Hint: In order to find the solution of this question, we will find the ratio of P dividing the line segment joining A and B as $k:1$. And then we will apply the section formulae, that is, if (x, y) divides the line joining $\left( {{x}_{1}},{{y}_{1}} \right)$ and $\left( {{x}_{2}},{{y}_{2}} \right)$ in the ratio m:n, then $x=\dfrac{m{{x}_{2}}+n{{x}_{1}}}{m+n}$ and $y=\dfrac{m{{y}_{2}}+n{{y}_{1}}}{m+n}$. And hence, we will get our answer.

Complete step-by-step solution -

In this question, we have been asked to find the ratio of the line segment joining P (2,1), A (4,2) and B (8,4).
To solve this question, we will first consider the ratio of P (2,1) dividing the line joining A (4,2) and B (8,4) as k:1. And we know that if (x, y) divides the line joining $\left( {{x}_{1}},{{y}_{1}} \right)$ and $\left( {{x}_{2}},{{y}_{2}} \right)$ in the ratio m:n, then $x=\dfrac{m{{x}_{2}}+n{{x}_{1}}}{m+n}$ and $y=\dfrac{m{{y}_{2}}+n{{y}_{1}}}{m+n}$. So, we can say that if P (2,1) denotes (x, y), A (4,2) denotes $\left( {{x}_{1}},{{y}_{1}} \right)$, B (8,4) denotes $\left( {{x}_{2}},{{y}_{2}} \right)$ and k:1 denotes the ratio m:n, then by using the section formula, that is, $x=\dfrac{m{{x}_{2}}+n{{x}_{1}}}{m+n}$ and on substituting the value in it, we will get,
$2=\dfrac{k\left( 8 \right)+1\left( 4 \right)}{k+1}$
Now, we will simplify it further.
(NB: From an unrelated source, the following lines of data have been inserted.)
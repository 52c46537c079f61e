// Copyright (c) 2025 Varshith Gudur. Licensed under AGPLv3.
use std::net::SocketAddr;
use std::path::PathBuf;

use hidra_controller::config::{ControllerConfig, SolveAuthority};

use crate::errors::EngineError;

#[derive(Debug, Clone)]
pub struct NodeConfig {
    pub bind_addr: SocketAddr,
    /// Append-only command journal. `None` keeps the node purely in memory.
    pub journal_path: Option<PathBuf>,
    pub snapshot_path: Option<PathBuf>,
    pub auth_token: Option<String>,
    pub auto_snapshot_interval_secs: Option<u64>,
    pub controller: ControllerConfig,
}

impl Default for NodeConfig {
    fn default() -> Self {
        Self {
            bind_addr: SocketAddr::from(([127, 0, 0, 1], 3000)),
            journal_path: None,
            snapshot_path: None,
            auth_token: None,
            auto_snapshot_interval_secs: None,
            controller: ControllerConfig::default(),
        }
    }
}

impl NodeConfig {
    /// Defaults overridden by `HIDRA_*` environment variables.
    pub fn from_env() -> Result<Self, EngineError> {
        Self::from_lookup(|key| std::env::var(key).ok())
    }

    pub fn from_lookup<F>(lookup: F) -> Result<Self, EngineError>
    where
        F: Fn(&str) -> Option<String>,
    {
        let mut cfg = Self::default();

        if let Some(addr) = lookup("HIDRA_BIND_ADDR") {
            cfg.bind_addr = addr
                .parse()
                .map_err(|e| EngineError::Config(format!("HIDRA_BIND_ADDR: {}", e)))?;
        }
        cfg.journal_path = lookup("HIDRA_JOURNAL_PATH").map(PathBuf::from);
        cfg.snapshot_path = lookup("HIDRA_SNAPSHOT_PATH").map(PathBuf::from);
        cfg.auth_token = lookup("HIDRA_AUTH_TOKEN").filter(|t| !t.is_empty());
        if let Some(secs) = lookup("HIDRA_SNAPSHOT_INTERVAL_SECS") {
            let secs: u64 = secs
                .parse()
                .map_err(|e| EngineError::Config(format!("HIDRA_SNAPSHOT_INTERVAL_SECS: {}", e)))?;
            cfg.auto_snapshot_interval_secs = Some(secs).filter(|s| *s > 0);
        }
        if let Some(authority) = lookup("HIDRA_SOLVE_AUTHORITY") {
            cfg.controller.solve_authority = authority
                .parse::<SolveAuthority>()
                .map_err(EngineError::Config)?;
        }
        if let Some(min) = lookup("HIDRA_MIN_REPLIES") {
            cfg.controller.min_replies_before_vote = min
                .parse()
                .map_err(|e| EngineError::Config(format!("HIDRA_MIN_REPLIES: {}", e)))?;
        }

        Ok(cfg)
    }
}

#[cfg(test)]
mod tests {
    use super::*;
    use std::collections::HashMap;

    fn lookup(vars: &[(&str, &str)]) -> impl Fn(&str) -> Option<String> {
        let map: HashMap<String, String> = vars
            .iter()
            .map(|(k, v)| (k.to_string(), v.to_string()))
            .collect();
        move |key| map.get(key).cloned()
    }

    #[test]
    fn empty_environment_gives_defaults() {
        let cfg = NodeConfig::from_lookup(lookup(&[])).unwrap();
        assert_eq!(cfg.bind_addr.port(), 3000);
        assert!(cfg.journal_path.is_none());
        assert_eq!(cfg.controller, ControllerConfig::default());
    }

    #[test]
    fn environment_overrides() {
        let cfg = NodeConfig::from_lookup(lookup(&[
            ("HIDRA_BIND_ADDR", "0.0.0.0:8080"),
            ("HIDRA_JOURNAL_PATH", "/tmp/hidra.journal"),
            ("HIDRA_AUTH_TOKEN", "secret"),
            ("HIDRA_SNAPSHOT_INTERVAL_SECS", "0"),
            ("HIDRA_SOLVE_AUTHORITY", "solver"),
            ("HIDRA_MIN_REPLIES", "2"),
        ]))
        .unwrap();
        assert_eq!(cfg.bind_addr.port(), 8080);
        assert_eq!(cfg.journal_path, Some(PathBuf::from("/tmp/hidra.journal")));
        assert_eq!(cfg.auth_token.as_deref(), Some("secret"));
        assert_eq!(cfg.auto_snapshot_interval_secs, None);
        assert_eq!(cfg.controller.solve_authority, SolveAuthority::ElectedSolver);
        assert_eq!(cfg.controller.min_replies_before_vote, 2);
    }

    #[test]
    fn bad_values_are_rejected() {
        assert!(NodeConfig::from_lookup(lookup(&[("HIDRA_BIND_ADDR", "nowhere")])).is_err());
        assert!(NodeConfig::from_lookup(lookup(&[("HIDRA_SOLVE_AUTHORITY", "anyone")])).is_err());
    }
}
So, we get,
2k + 2 = 8k + 4
Taking the terms containing the variable k on one side and the rest all terms on the other side, we get,
8k – 2k = 2 – 4
6k = -2
$k=-\dfrac{2}{6}=-\dfrac{1}{3}$
Hence, we get the ratio of P (2,1) dividing the line joining A (4,2) and B (8,4) as $-\dfrac{1}{3}$, that is it divides the line externally in the ratio 1:3. We can represent it as follows
Hence, we can say that if PA = x, then PB will be 3x. So, we can say that AB = PB – PA = 3x – x = 2x. Hence, we can say,
$\begin{align}
  & \dfrac{PA}{AB}=\dfrac{x}{2x} \\
 & \dfrac{PA}{AB}=\dfrac{1}{2} \\
 & PA=\dfrac{1}{2}AB \\
\end{align}$
Hence, we obtained the relation between the line segments joining P, A and B as $AP=\dfrac{1}{2}AB$. Therefore, option (d) is the correct answer.

Note: While solving this question, we can also use the relation of the y coordinates of the points P, A and B to get the ratio k:1. Also, we can verify our answer by finding the value of k from both the coordinates. Also, the possible mistake one can make in this question is by choosing the option (a), that is $AP=\dfrac{1}{3}AB$, but this is wrong, as we have obtained $\dfrac{PA}{PB}=\dfrac{1}{3}$ and not $\dfrac{PA}{AB}=\dfrac{1}{3}$.